その他、期間中には、神学顧問によって、いくつかのテーマに分かれた神学フォーラムが二度開催され、さらにはエキュメニカルな晩の祈りなども行われた。
アジアからの参加者は、広報も含め様々な立場の総勢で50名ほどいたが、10月18日金曜日の夕刻に、イエズス会本部のアルペホールで夕食会を開催し、二人の新しい枢機卿の誕生を祝い、親交を深めた。
最終週にあたる10月21日には、朝のミサの後、最終文書のドラフトが配布され、この日の午後と翌日にかけて、それに対する修正動議の検討と提案が、各ワーキンググループで行われた。
それらに基づいて手直しが行われた最終文書案は、10月26日土曜日の朝に提示され、その日の午後4時半から、文書採択のための段落ごとの投票が行われた。
最終的に文書は採択され、教皇の判断が求められた。
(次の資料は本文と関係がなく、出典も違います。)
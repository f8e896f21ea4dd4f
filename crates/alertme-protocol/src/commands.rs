//! Cluster command encoding and decoding.
//!
//! Payload layouts (offsets into the cluster payload):
//!
//! | Command | Cluster | Bytes |
//! |---------|---------|-------|
//! | Version info request | `0x00F6` | `11 00 FC` |
//! | Version info report | `0x00F6` | `09 seq FE short(2,LE) long(8,LE) reference(6) hw_minor(1) hw_major(1) pstr(manu) pstr(type) pstr(date)` |
//! | Switch status query | `0x00EE` | `11 00 01 01` |
//! | Switch state change | `0x00EE` | `11 00 02 relay_flag 01` |
//! | Switch state report | `0x00EE` | `09 68 80 status state` |
//! | Instantaneous power | `0x00EF` | `09 6A 81 power(2,LE)` |
//!
//! `pstr` is a one-byte length followed by that many bytes, no terminator.

use serde::Serialize;
use zigbee_frame::{Address16, Address64};

use crate::constants::*;
use crate::error::*;
use crate::types::*;

/// Offset of the short address in a version info report.
const VERSION_ADDR_SHORT_OFFSET: usize = 3;
/// Offset of the long address in a version info report.
const VERSION_ADDR_LONG_OFFSET: usize = 5;
/// Offset of the opaque reference bytes in a version info report.
const VERSION_REFERENCE_OFFSET: usize = 13;
/// Offset of the hardware minor version in a version info report.
const VERSION_HW_MINOR_OFFSET: usize = 19;
/// Offset of the hardware major version in a version info report.
const VERSION_HW_MAJOR_OFFSET: usize = 20;
/// Fixed part of a version info report, before the strings.
const VERSION_FIXED_LEN: usize = 21;

/// Length of a switch state change request.
const SWITCH_REQUEST_LEN: usize = 5;
/// Length of a switch state report.
const SWITCH_REPORT_LEN: usize = 5;
/// Length of a power report.
const POWER_REPORT_LEN: usize = 5;

/// AlertMe cluster commands.
#[derive(Debug, Clone, PartialEq, Eq, Serialize)]
#[serde(tag = "command", content = "value", rename_all = "snake_case")]
pub enum Command {
    /// Hub asks a device to announce its identity.
    VersionInfoRequest,

    /// Device identity announcement.
    VersionInfo(VersionInfo),

    /// Hub asks a plug for its relay state.
    SwitchStatusQuery,

    /// Hub asks a plug to switch its relay.
    SwitchStateRequest(SwitchState),

    /// Plug reports its relay state.
    SwitchStateUpdate(SwitchState),

    /// Plug reports its instantaneous power draw.
    PowerFactor {
        /// Power reading.
        power: u16,
    },
}

impl Command {
    /// Cluster this command belongs to.
    pub fn cluster(&self) -> u16 {
        match self {
            Command::VersionInfoRequest | Command::VersionInfo(_) => CLUSTER_VERSION_INFO,
            Command::SwitchStatusQuery
            | Command::SwitchStateRequest(_)
            | Command::SwitchStateUpdate(_) => CLUSTER_SWITCH_STATE,
            Command::PowerFactor { .. } => CLUSTER_POWER,
        }
    }

    /// Human readable label.
    pub fn description(&self) -> &'static str {
        match self {
            Command::VersionInfoRequest => DESC_VERSION_INFO_REQUEST,
            Command::VersionInfo(_) => DESC_VERSION_INFO,
            Command::SwitchStatusQuery => DESC_SWITCH_STATUS_QUERY,
            Command::SwitchStateRequest(_) => DESC_SWITCH_STATE_REQUEST,
            Command::SwitchStateUpdate(_) => DESC_SWITCH_STATE_UPDATE,
            Command::PowerFactor { .. } => DESC_POWER,
        }
    }

    /// Source and destination endpoints used when sending this command.
    pub fn endpoints(&self) -> (u8, u8) {
        match self {
            Command::VersionInfo(_) | Command::SwitchStateUpdate(_) => {
                (ENDPOINT_DEFAULT, ENDPOINT_ALERTME)
            }
            Command::VersionInfoRequest
            | Command::SwitchStatusQuery
            | Command::SwitchStateRequest(_)
            | Command::PowerFactor { .. } => (ENDPOINT_ALERTME, ENDPOINT_ALERTME),
        }
    }

    /// Encode the cluster payload.
    pub fn encode(&self) -> ProtocolResult<Vec<u8>> {
        match self {
            Command::VersionInfoRequest => Ok(encode_version_info_request()),
            Command::VersionInfo(info) => encode_version_info(info),
            Command::SwitchStatusQuery => Ok(encode_switch_status_query()),
            Command::SwitchStateRequest(state) => Ok(encode_switch_state_request(*state)),
            Command::SwitchStateUpdate(state) => Ok(encode_switch_state_update(*state)),
            Command::PowerFactor { power } => Ok(encode_power_factor(*power)),
        }
    }

    /// Decode a cluster payload.
    ///
    /// Returns `Ok(None)` for clusters and sub-commands this codec does not
    /// handle; those are not errors.
    pub fn decode(cluster: u16, data: &[u8]) -> ProtocolResult<Option<Self>> {
        let known = matches!(
            cluster,
            CLUSTER_VERSION_INFO | CLUSTER_SWITCH_STATE | CLUSTER_POWER
        );
        if !known {
            return Ok(None);
        }

        let header = ClusterHeader::decode(data)?;
        let command = match (cluster, header.command) {
            (CLUSTER_VERSION_INFO, CMD_VERSION_INFO_REQUEST) => Command::VersionInfoRequest,
            (CLUSTER_VERSION_INFO, CMD_VERSION_INFO_REPORT) => {
                Command::VersionInfo(parse_version_info(data)?)
            }
            (CLUSTER_SWITCH_STATE, CMD_SWITCH_STATUS_QUERY) => Command::SwitchStatusQuery,
            (CLUSTER_SWITCH_STATE, CMD_SWITCH_STATE_CHANGE) => {
                Command::SwitchStateRequest(parse_switch_state_request(data)?)
            }
            (CLUSTER_SWITCH_STATE, CMD_SWITCH_STATE_REPORT) => {
                Command::SwitchStateUpdate(parse_switch_state_update(data)?)
            }
            (CLUSTER_POWER, CMD_POWER_INSTANT) => Command::PowerFactor {
                power: parse_power_factor(data)?,
            },
            _ => return Ok(None),
        };
        Ok(Some(command))
    }
}

// ============================================================================
// Encoding Functions
// ============================================================================

/// Encode a version info request.
pub fn encode_version_info_request() -> Vec<u8> {
    ClusterHeader::new(FRAME_CONTROL_REQUEST, SEQ_REQUEST, CMD_VERSION_INFO_REQUEST)
        .encode()
        .to_vec()
}

/// Encode a version info report.
pub fn encode_version_info(info: &VersionInfo) -> ProtocolResult<Vec<u8>> {
    let mut buf = Vec::with_capacity(
        VERSION_FIXED_LEN + 3 + info.manu_string.len() + info.device_type.len() + info.manu_date.len(),
    );
    buf.extend_from_slice(
        &ClusterHeader::new(FRAME_CONTROL_REPORT, info.sequence, CMD_VERSION_INFO_REPORT).encode(),
    );
    buf.extend_from_slice(&info.addr_short.to_le_bytes());
    buf.extend_from_slice(&info.addr_long.to_le_bytes());
    buf.extend_from_slice(&info.reference);
    buf.push(info.hw_minor_version);
    buf.push(info.hw_major_version);
    put_pascal_string(&mut buf, "manu_string", &info.manu_string)?;
    put_pascal_string(&mut buf, "type", &info.device_type)?;
    put_pascal_string(&mut buf, "manu_date", &info.manu_date)?;
    Ok(buf)
}

/// Encode a switch status query.
pub fn encode_switch_status_query() -> Vec<u8> {
    let mut buf = ClusterHeader::new(FRAME_CONTROL_REQUEST, SEQ_REQUEST, CMD_SWITCH_STATUS_QUERY)
        .encode()
        .to_vec();
    buf.push(SWITCH_REQUEST_TRAILER);
    buf
}

/// Encode a request to switch the relay.
pub fn encode_switch_state_request(state: SwitchState) -> Vec<u8> {
    let mut buf = ClusterHeader::new(FRAME_CONTROL_REQUEST, SEQ_REQUEST, CMD_SWITCH_STATE_CHANGE)
        .encode()
        .to_vec();
    buf.push(if state.is_on() { RELAY_ON } else { RELAY_OFF });
    buf.push(SWITCH_REQUEST_TRAILER);
    buf
}

/// Encode a relay state report.
pub fn encode_switch_state_update(state: SwitchState) -> Vec<u8> {
    let mut buf = ClusterHeader::new(
        FRAME_CONTROL_REPORT,
        SEQ_SWITCH_STATE_REPORT,
        CMD_SWITCH_STATE_REPORT,
    )
    .encode()
    .to_vec();
    match state {
        SwitchState::On => buf.extend_from_slice(&[SWITCH_STATUS_ON, 0x01]),
        SwitchState::Off => buf.extend_from_slice(&[SWITCH_STATUS_OFF, 0x00]),
    }
    buf
}

/// Encode an instantaneous power report.
pub fn encode_power_factor(power: u16) -> Vec<u8> {
    let mut buf = ClusterHeader::new(FRAME_CONTROL_REPORT, SEQ_POWER_REPORT, CMD_POWER_INSTANT)
        .encode()
        .to_vec();
    buf.extend_from_slice(&power.to_le_bytes());
    buf
}

fn put_pascal_string(buf: &mut Vec<u8>, field: &'static str, value: &str) -> ProtocolResult<()> {
    let bytes = value.as_bytes();
    if bytes.len() > u8::MAX as usize {
        return Err(ProtocolError::StringTooLong {
            field,
            len: bytes.len(),
        });
    }
    buf.push(bytes.len() as u8);
    buf.extend_from_slice(bytes);
    Ok(())
}

// ============================================================================
// Parsing Functions
// ============================================================================

/// Parse a switch state change request, returning the requested state.
pub fn parse_switch_state_request(data: &[u8]) -> ProtocolResult<SwitchState> {
    ProtocolError::check_len(data, SWITCH_REQUEST_LEN)?;
    if data[2] != CMD_SWITCH_STATE_CHANGE {
        return Err(ProtocolError::invalid_data(format!(
            "not a state change request: command 0x{:02X}",
            data[2]
        )));
    }
    match data[3] {
        RELAY_ON => Ok(SwitchState::On),
        RELAY_OFF => Ok(SwitchState::Off),
        flag => Err(ProtocolError::invalid_data(format!(
            "relay flag 0x{:02X}",
            flag
        ))),
    }
}

/// Parse a relay state report.
pub fn parse_switch_state_update(data: &[u8]) -> ProtocolResult<SwitchState> {
    ProtocolError::check_len(data, SWITCH_REPORT_LEN)?;
    SwitchState::from_u8(data[4])
        .ok_or_else(|| ProtocolError::invalid_data(format!("switch state 0x{:02X}", data[4])))
}

/// Parse an instantaneous power report.
pub fn parse_power_factor(data: &[u8]) -> ProtocolResult<u16> {
    ProtocolError::check_len(data, POWER_REPORT_LEN)?;
    Ok(u16::from_le_bytes([data[3], data[4]]))
}

/// Parse a version info report.
///
/// The fixed header is read at known offsets, then the three strings are
/// scanned one length prefix at a time.
pub fn parse_version_info(data: &[u8]) -> ProtocolResult<VersionInfo> {
    ProtocolError::check_len(data, VERSION_FIXED_LEN)?;

    let mut short = [0u8; 2];
    short.copy_from_slice(&data[VERSION_ADDR_SHORT_OFFSET..VERSION_ADDR_LONG_OFFSET]);
    let mut long = [0u8; 8];
    long.copy_from_slice(&data[VERSION_ADDR_LONG_OFFSET..VERSION_REFERENCE_OFFSET]);
    let mut reference = [0u8; 6];
    reference.copy_from_slice(&data[VERSION_REFERENCE_OFFSET..VERSION_HW_MINOR_OFFSET]);

    let mut i = VERSION_FIXED_LEN;
    let manu_string = read_pascal_string(data, &mut i)?;
    let device_type = read_pascal_string(data, &mut i)?;
    let manu_date = read_pascal_string(data, &mut i)?;

    Ok(VersionInfo {
        sequence: data[1],
        addr_short: Address16::from_le_bytes(short),
        addr_long: Address64::from_le_bytes(long),
        reference,
        hw_minor_version: data[VERSION_HW_MINOR_OFFSET],
        hw_major_version: data[VERSION_HW_MAJOR_OFFSET],
        manu_string,
        device_type,
        manu_date,
    })
}

fn read_pascal_string(data: &[u8], i: &mut usize) -> ProtocolResult<String> {
    ProtocolError::check_len(data, *i + 1)?;
    let len = data[*i] as usize;
    let start = *i + 1;
    ProtocolError::check_len(data, start + len)?;
    let text = std::str::from_utf8(&data[start..start + len])
        .map_err(|_| ProtocolError::InvalidUtf8)?
        .to_string();
    *i = start + len;
    Ok(text)
}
以下、教皇の最後のコメントを、バチカンニュースから引用する。
「教皇はシノドスの作業の完了にあたり、すべての関係者に挨拶をおくられた。
その中で教皇は、このたびのシノドスで採択された最終文書は、今の時代に「共に歩む教会」になるためにはどうしたらよいかをよりよく理解するため、神の民の声に努めて耳を傾けてきた、少なくとも3年にわたる年月の実りである、と話された。
教皇はこの文書がもたらす様々な賜物を示しつつ、特にその一つは自身の教皇職にとっての賜物である、と強調。
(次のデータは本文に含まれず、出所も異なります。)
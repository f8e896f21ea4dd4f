//! AlertMe cluster protocol
//!
//! This crate encodes and decodes the cluster-specific payloads AlertMe
//! devices exchange over a ZigBee-style radio network. It knows nothing about
//! transport framing; payloads travel inside the explicit-addressing frames
//! provided by `zigbee-frame`.
//!
//! # Protocol Overview
//!
//! All traffic uses the AlertMe profile (`0xC216`). Each payload starts with a
//! three byte [`ClusterHeader`] whose last byte selects the command:
//!
//! - **Version info** (`0x00F6`): identity request and announcement
//! - **Switch state** (`0x00EE`): relay query, change request and report
//! - **Power** (`0x00EF`): instantaneous power report
//!
//! # Example
//!
//! ```rust,ignore
//! use alertme_protocol::{Command, Message, SwitchState};
//!
//! let msg = Message::from_command(&Command::SwitchStateUpdate(SwitchState::On))?;
//! assert_eq!(msg.data, b"\th\x80\x07\x01");
//! ```

mod commands;
mod constants;
mod error;
mod message;
mod types;

pub use commands::*;
pub use constants::*;
pub use error::*;
pub use message::*;
pub use types::*;
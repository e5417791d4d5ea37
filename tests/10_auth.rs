mod common;

use anyhow::Result;
use axum::http::{Method, StatusCode};
use serde_json::json;

#[tokio::test]
async fn health_endpoint_responds() -> Result<()> {
    let app = common::test_app();
    let (status, body) = common::send_json(&app, Method::GET, "/health", None, None).await;
    assert_eq!(status, StatusCode::OK);
    assert_eq!(body["status"], "ok");
    Ok(())
}

#[tokio::test]
async fn register_then_login_yields_the_same_identity() -> Result<()> {
    let app = common::test_app();
    let register_token = common::register(&app, "Ada", "ada@example.com").await;
    let registered_id = common::user_id(&app, &register_token).await;

    let (status, body) = common::send_json(
        &app,
        Method::POST,
        "/users/login",
        None,
        Some(json!({ "email": "ada@example.com", "password": "hunter22" })),
    )
    .await;
    assert_eq!(status, StatusCode::OK);
    let login_token = body["token"].as_str().unwrap().to_string();

    assert_eq!(common::user_id(&app, &login_token).await, registered_id);
    Ok(())
}

#[tokio::test]
async fn current_user_excludes_the_password_hash() -> Result<()> {
    let app = common::test_app();
    let token = common::register(&app, "Ada", "ada@example.com").await;

    let (status, body) = common::send_json(&app, Method::GET, "/users", Some(&token), None).await;
    assert_eq!(status, StatusCode::OK);
    assert_eq!(body["name"], "Ada");
    assert_eq!(body["email"], "ada@example.com");
    assert!(body.get("password").is_none());
    Ok(())
}

#[tokio::test]
async fn missing_token_is_rejected_with_exact_message() -> Result<()> {
    let app = common::test_app();
    let (status, body) = common::send_json(&app, Method::GET, "/users", None, None).await;
    assert_eq!(status, StatusCode::UNAUTHORIZED);
    assert_eq!(body["msg"], "Token Is Not Available, authorization denied");
    Ok(())
}

#[tokio::test]
async fn invalid_token_is_rejected_with_exact_message() -> Result<()> {
    let app = common::test_app();
    let (status, body) =
        common::send_json(&app, Method::GET, "/users", Some("not-a-token"), None).await;
    assert_eq!(status, StatusCode::UNAUTHORIZED);
    assert_eq!(body["msg"], "Token Is Not Valid, authorization denied");
    Ok(())
}

#[tokio::test]
async fn register_reports_every_invalid_field() -> Result<()> {
    let app = common::test_app();
    let (status, body) =
        common::send_json(&app, Method::POST, "/users/register", None, Some(json!({}))).await;
    assert_eq!(status, StatusCode::BAD_REQUEST);
    let errors = body["errors"].as_array().unwrap();
    assert_eq!(errors.len(), 3);
    assert_eq!(errors[0]["msg"], "Name is required");
    Ok(())
}

#[tokio::test]
async fn duplicate_registration_is_rejected() -> Result<()> {
    let app = common::test_app();
    common::register(&app, "Ada", "ada@example.com").await;

    let (status, body) = common::send_json(
        &app,
        Method::POST,
        "/users/register",
        None,
        Some(json!({ "name": "Other", "email": "ada@example.com", "password": "hunter22" })),
    )
    .await;
    assert_eq!(status, StatusCode::BAD_REQUEST);
    assert_eq!(body["errors"][0]["msg"], "User already exists");
    Ok(())
}

#[tokio::test]
async fn wrong_password_is_invalid_credentials() -> Result<()> {
    let app = common::test_app();
    common::register(&app, "Ada", "ada@example.com").await;

    let (status, body) = common::send_json(
        &app,
        Method::POST,
        "/users/login",
        None,
        Some(json!({ "email": "ada@example.com", "password": "wrong-password" })),
    )
    .await;
    assert_eq!(status, StatusCode::BAD_REQUEST);
    assert_eq!(body["errors"][0]["msg"], "Invalid credentials");
    Ok(())
}

#[tokio::test]
async fn unknown_email_is_also_invalid_credentials() -> Result<()> {
    let app = common::test_app();
    let (status, body) = common::send_json(
        &app,
        Method::POST,
        "/users/login",
        None,
        Some(json!({ "email": "nobody@example.com", "password": "hunter22" })),
    )
    .await;
    assert_eq!(status, StatusCode::BAD_REQUEST);
    assert_eq!(body["errors"][0]["msg"], "Invalid credentials");
    Ok(())
}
「兄弟姉妹たちを力づけてやりなさい…わたしの羊を飼いなさい」と絶えず話しかけるイエスに応えるために、教皇も傾聴の実践を必要とし、またそれを欲している、と語られた。
この戦争の時代にあって、わたしたちは多様性の共存を実際に形にすることを学びながら、平和を証ししなければならない、と述べた教皇は、こうした意味も踏まえ、このシノドス後の「使徒的勧告」を発表する意図はないことを明らかにされた。
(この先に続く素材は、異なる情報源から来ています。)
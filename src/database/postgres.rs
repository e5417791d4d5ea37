use async_trait::async_trait;
use serde_json::{json, Value};
use sqlx::{postgres::PgPoolOptions, PgPool};
use std::time::Duration;
use tracing::info;
use uuid::Uuid;

use crate::config::DatabaseConfig;

use super::models::{Education, Experience, Post, Profile, ProfileUpdate, User};
use super::store::{PostStore, ProfileStore, StoreError, UserStore};

/// Postgres backend. Users live in a conventional table; profiles and posts
/// are kept as one JSONB document per row, which gives the keyed-document
/// semantics the service is written against.
///
/// Entry-list mutations run as single UPDATE statements scoped by owner, so
/// two concurrent adds to the same profile cannot lose one another the way a
/// read-modify-write over the full document could.
#[derive(Clone)]
pub struct PgStore {
    pool: PgPool,
}

impl PgStore {
    pub async fn connect(url: &str, config: &DatabaseConfig) -> Result<Self, StoreError> {
        let pool = PgPoolOptions::new()
            .max_connections(config.max_connections)
            .acquire_timeout(Duration::from_secs(config.connection_timeout_secs))
            .connect(url)
            .await?;
        info!("connected to postgres");
        Ok(Self { pool })
    }

    /// Create the three collections when absent. No migration machinery:
    /// the schema is a handful of document tables.
    pub async fn ensure_schema(&self) -> Result<(), StoreError> {
        sqlx::query(
            r#"
            CREATE TABLE IF NOT EXISTS users (
                id UUID PRIMARY KEY,
                name TEXT NOT NULL,
                email TEXT NOT NULL UNIQUE,
                password TEXT NOT NULL,
                date TIMESTAMPTZ NOT NULL
            )
            "#,
        )
        .execute(&self.pool)
        .await?;

        sqlx::query(
            r#"
            CREATE TABLE IF NOT EXISTS profiles (
                owner UUID PRIMARY KEY,
                doc JSONB NOT NULL
            )
            "#,
        )
        .execute(&self.pool)
        .await?;

        sqlx::query(
            r#"
            CREATE TABLE IF NOT EXISTS posts (
                id UUID PRIMARY KEY,
                owner UUID NOT NULL,
                doc JSONB NOT NULL
            )
            "#,
        )
        .execute(&self.pool)
        .await?;

        Ok(())
    }

    fn decode_profile(doc: Value) -> Result<Profile, StoreError> {
        serde_json::from_value(doc).map_err(|e| StoreError::Document(e.to_string()))
    }

    fn decode_profile_row(row: Option<(Value,)>) -> Result<Option<Profile>, StoreError> {
        row.map(|(doc,)| Self::decode_profile(doc)).transpose()
    }

    fn is_unique_violation(err: &sqlx::Error) -> bool {
        matches!(
            err.as_database_error().and_then(|db| db.code()),
            Some(code) if code == "23505"
        )
    }
}

#[async_trait]
impl UserStore for PgStore {
    async fn insert(&self, user: User) -> Result<(), StoreError> {
        sqlx::query("INSERT INTO users (id, name, email, password, date) VALUES ($1, $2, $3, $4, $5)")
            .bind(user.id)
            .bind(&user.name)
            .bind(&user.email)
            .bind(&user.password)
            .bind(user.date)
            .execute(&self.pool)
            .await
            .map_err(|e| {
                if Self::is_unique_violation(&e) {
                    StoreError::DuplicateEmail
                } else {
                    StoreError::Sqlx(e)
                }
            })?;
        Ok(())
    }

    async fn find_by_id(&self, id: Uuid) -> Result<Option<User>, StoreError> {
        let user = sqlx::query_as::<_, User>(
            "SELECT id, name, email, password, date FROM users WHERE id = $1",
        )
        .bind(id)
        .fetch_optional(&self.pool)
        .await?;
        Ok(user)
    }

    async fn find_by_email(&self, email: &str) -> Result<Option<User>, StoreError> {
        let user = sqlx::query_as::<_, User>(
            "SELECT id, name, email, password, date FROM users WHERE email = $1",
        )
        .bind(email)
        .fetch_optional(&self.pool)
        .await?;
        Ok(user)
    }

    async fn set_name(&self, id: Uuid, name: &str) -> Result<(), StoreError> {
        sqlx::query("UPDATE users SET name = $2 WHERE id = $1")
            .bind(id)
            .bind(name)
            .execute(&self.pool)
            .await?;
        Ok(())
    }

    async fn delete(&self, id: Uuid) -> Result<(), StoreError> {
        sqlx::query("DELETE FROM users WHERE id = $1")
            .bind(id)
            .execute(&self.pool)
            .await?;
        Ok(())
    }
}

#[async_trait]
impl ProfileStore for PgStore {
    async fn find_by_owner(&self, owner: Uuid) -> Result<Option<Profile>, StoreError> {
        let row = sqlx::query_as::<_, (Value,)>("SELECT doc FROM profiles WHERE owner = $1")
            .bind(owner)
            .fetch_optional(&self.pool)
            .await?;
        Self::decode_profile_row(row)
    }

    async fn list(&self) -> Result<Vec<Profile>, StoreError> {
        let rows = sqlx::query_as::<_, (Value,)>("SELECT doc FROM profiles")
            .fetch_all(&self.pool)
            .await?;
        rows.into_iter().map(|(doc,)| Self::decode_profile(doc)).collect()
    }

    async fn upsert(&self, owner: Uuid, update: ProfileUpdate) -> Result<Profile, StoreError> {
        // `||` replaces exactly the top-level keys the update names, which
        // matches set-style merge semantics on the document.
        let (doc,) = sqlx::query_as::<_, (Value,)>(
            r#"
            INSERT INTO profiles (owner, doc) VALUES ($1, $2)
            ON CONFLICT (owner) DO UPDATE SET doc = profiles.doc || EXCLUDED.doc
            RETURNING doc
            "#,
        )
        .bind(owner)
        .bind(update.into_document(owner))
        .fetch_one(&self.pool)
        .await?;
        Self::decode_profile(doc)
    }

    async fn set_image(&self, owner: Uuid, url: &str) -> Result<Option<Profile>, StoreError> {
        let row = sqlx::query_as::<_, (Value,)>(
            r#"
            UPDATE profiles
            SET doc = jsonb_set(doc, '{image}', to_jsonb($2::text))
            WHERE owner = $1
            RETURNING doc
            "#,
        )
        .bind(owner)
        .bind(url)
        .fetch_optional(&self.pool)
        .await?;
        Self::decode_profile_row(row)
    }

    async fn push_experience(
        &self,
        owner: Uuid,
        entry: Experience,
    ) -> Result<Option<Profile>, StoreError> {
        self.push_entry(owner, "experience", json!(entry)).await
    }

    async fn remove_experience(
        &self,
        owner: Uuid,
        entry_id: Uuid,
    ) -> Result<Option<Profile>, StoreError> {
        self.remove_entry(owner, "experience", entry_id).await
    }

    async fn push_education(
        &self,
        owner: Uuid,
        entry: Education,
    ) -> Result<Option<Profile>, StoreError> {
        self.push_entry(owner, "education", json!(entry)).await
    }

    async fn remove_education(
        &self,
        owner: Uuid,
        entry_id: Uuid,
    ) -> Result<Option<Profile>, StoreError> {
        self.remove_entry(owner, "education", entry_id).await
    }

    async fn delete_by_owner(&self, owner: Uuid) -> Result<(), StoreError> {
        sqlx::query("DELETE FROM profiles WHERE owner = $1")
            .bind(owner)
            .execute(&self.pool)
            .await?;
        Ok(())
    }
}

impl PgStore {
    /// Prepend one entry to the named list in a single owner-scoped UPDATE.
    async fn push_entry(
        &self,
        owner: Uuid,
        list: &str,
        entry: Value,
    ) -> Result<Option<Profile>, StoreError> {
        let sql = format!(
            r#"
            UPDATE profiles
            SET doc = jsonb_set(doc, '{{{list}}}', $2::jsonb || COALESCE(doc->'{list}', '[]'::jsonb))
            WHERE owner = $1
            RETURNING doc
            "#,
        );
        let row = sqlx::query_as::<_, (Value,)>(&sql)
            .bind(owner)
            .bind(Value::Array(vec![entry]))
            .fetch_optional(&self.pool)
            .await?;
        Self::decode_profile_row(row)
    }

    /// Rebuild the named list without the matching entry, preserving order.
    /// No-op when nothing matches.
    async fn remove_entry(
        &self,
        owner: Uuid,
        list: &str,
        entry_id: Uuid,
    ) -> Result<Option<Profile>, StoreError> {
        let sql = format!(
            r#"
            UPDATE profiles
            SET doc = jsonb_set(doc, '{{{list}}}', COALESCE(
                (SELECT jsonb_agg(entry.value ORDER BY entry.ord)
                   FROM jsonb_array_elements(COALESCE(doc->'{list}', '[]'::jsonb))
                        WITH ORDINALITY AS entry(value, ord)
                  WHERE entry.value->>'id' <> $2),
                '[]'::jsonb))
            WHERE owner = $1
            RETURNING doc
            "#,
        );
        let row = sqlx::query_as::<_, (Value,)>(&sql)
            .bind(owner)
            .bind(entry_id.to_string())
            .fetch_optional(&self.pool)
            .await?;
        Self::decode_profile_row(row)
    }
}

#[async_trait]
impl PostStore for PgStore {
    async fn insert(&self, post: Post) -> Result<(), StoreError> {
        sqlx::query("INSERT INTO posts (id, owner, doc) VALUES ($1, $2, $3)")
            .bind(post.id)
            .bind(post.user)
            .bind(json!(post))
            .execute(&self.pool)
            .await?;
        Ok(())
    }

    async fn count_by_owner(&self, owner: Uuid) -> Result<u64, StoreError> {
        let (count,): (i64,) = sqlx::query_as("SELECT COUNT(*) FROM posts WHERE owner = $1")
            .bind(owner)
            .fetch_one(&self.pool)
            .await?;
        Ok(count as u64)
    }

    async fn delete_by_owner(&self, owner: Uuid) -> Result<u64, StoreError> {
        let result = sqlx::query("DELETE FROM posts WHERE owner = $1")
            .bind(owner)
            .execute(&self.pool)
            .await?;
        Ok(result.rows_affected())
    }
}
最終文書の中には、様々な大陸、多様な状況における教会の宣教の指針となり得る、非常に具体的な示唆がすでにあると教皇は指摘。
それゆえに、この文書をすぐに皆に公開し、神の聖なる民に手渡すことを通して、これまで行ってきたシノドスの歩みの価値を心に留めたいと思う、と話された。
同文書に挙げられている教会生活のいくつかの側面や、10の「研究グループ」に提案を行うように託しているテーマをめぐり、教皇は、教会全体に関わる選択に到達するためにはまだ時間が必要であり、今後も司教らの意見に耳を傾けたい、との考えを示された。
一方で教皇は、これは決定を無期限に先延ばしにするという意味ではなく、教皇自身にも、傾聴し、招集し、識別・決断・判断するというシノドス的スタイルの実践が求められると同時に、こうした過程には、時間と沈黙と祈りが必要とされるからである、と述べられた。
この最終文書は神の民全体への賜物である、と強調する教皇は、当然すべての人がこの文書を読むわけではないが、地方教会において文書にある内容を人々の手の届くものにするのは特に皆さんの役割であると話された。
同時に教皇は、経験に基づく証しを伴わない文書は価値を失ってしまう、とも述べ、文書が実質を失わないように注意を喚起された。
暴力、貧困、無関心などの特徴を持つ世界のあらゆる地域から訪れたわたしたちは、失望させることのない希望をもって、それぞれの心に授けられた神の愛のもとに一致し、平和をただ夢見るだけでなく、そのために全力を尽くさなければならない、と教皇は呼びかけ、平和は傾聴と、対話、和解によって実現するもの、と励まされた。
これらすべては、調和を作り出し、調和そのものであられる聖霊の賜物、とシノドス全体を振り返った教皇は、会議場を出た後もこの調和を保ち、復活されたキリストの息吹に助けられ、いただいた賜物を分かち合うことができるようにと祈られた」
今後について:
シノドス最終文書の翻訳を待って、次のステップを開始するために、現在設置されているシノドス特別チームの活動を、さらに2025年6月末まで延長し、6月の司教総会には何らかの具体的な提案を行いたい。
なお最終文書にもあるように、各司教協議会には、シノドス性を具体化し、その進捗を評価するための部署の設置が求められているので、これについても検討したい。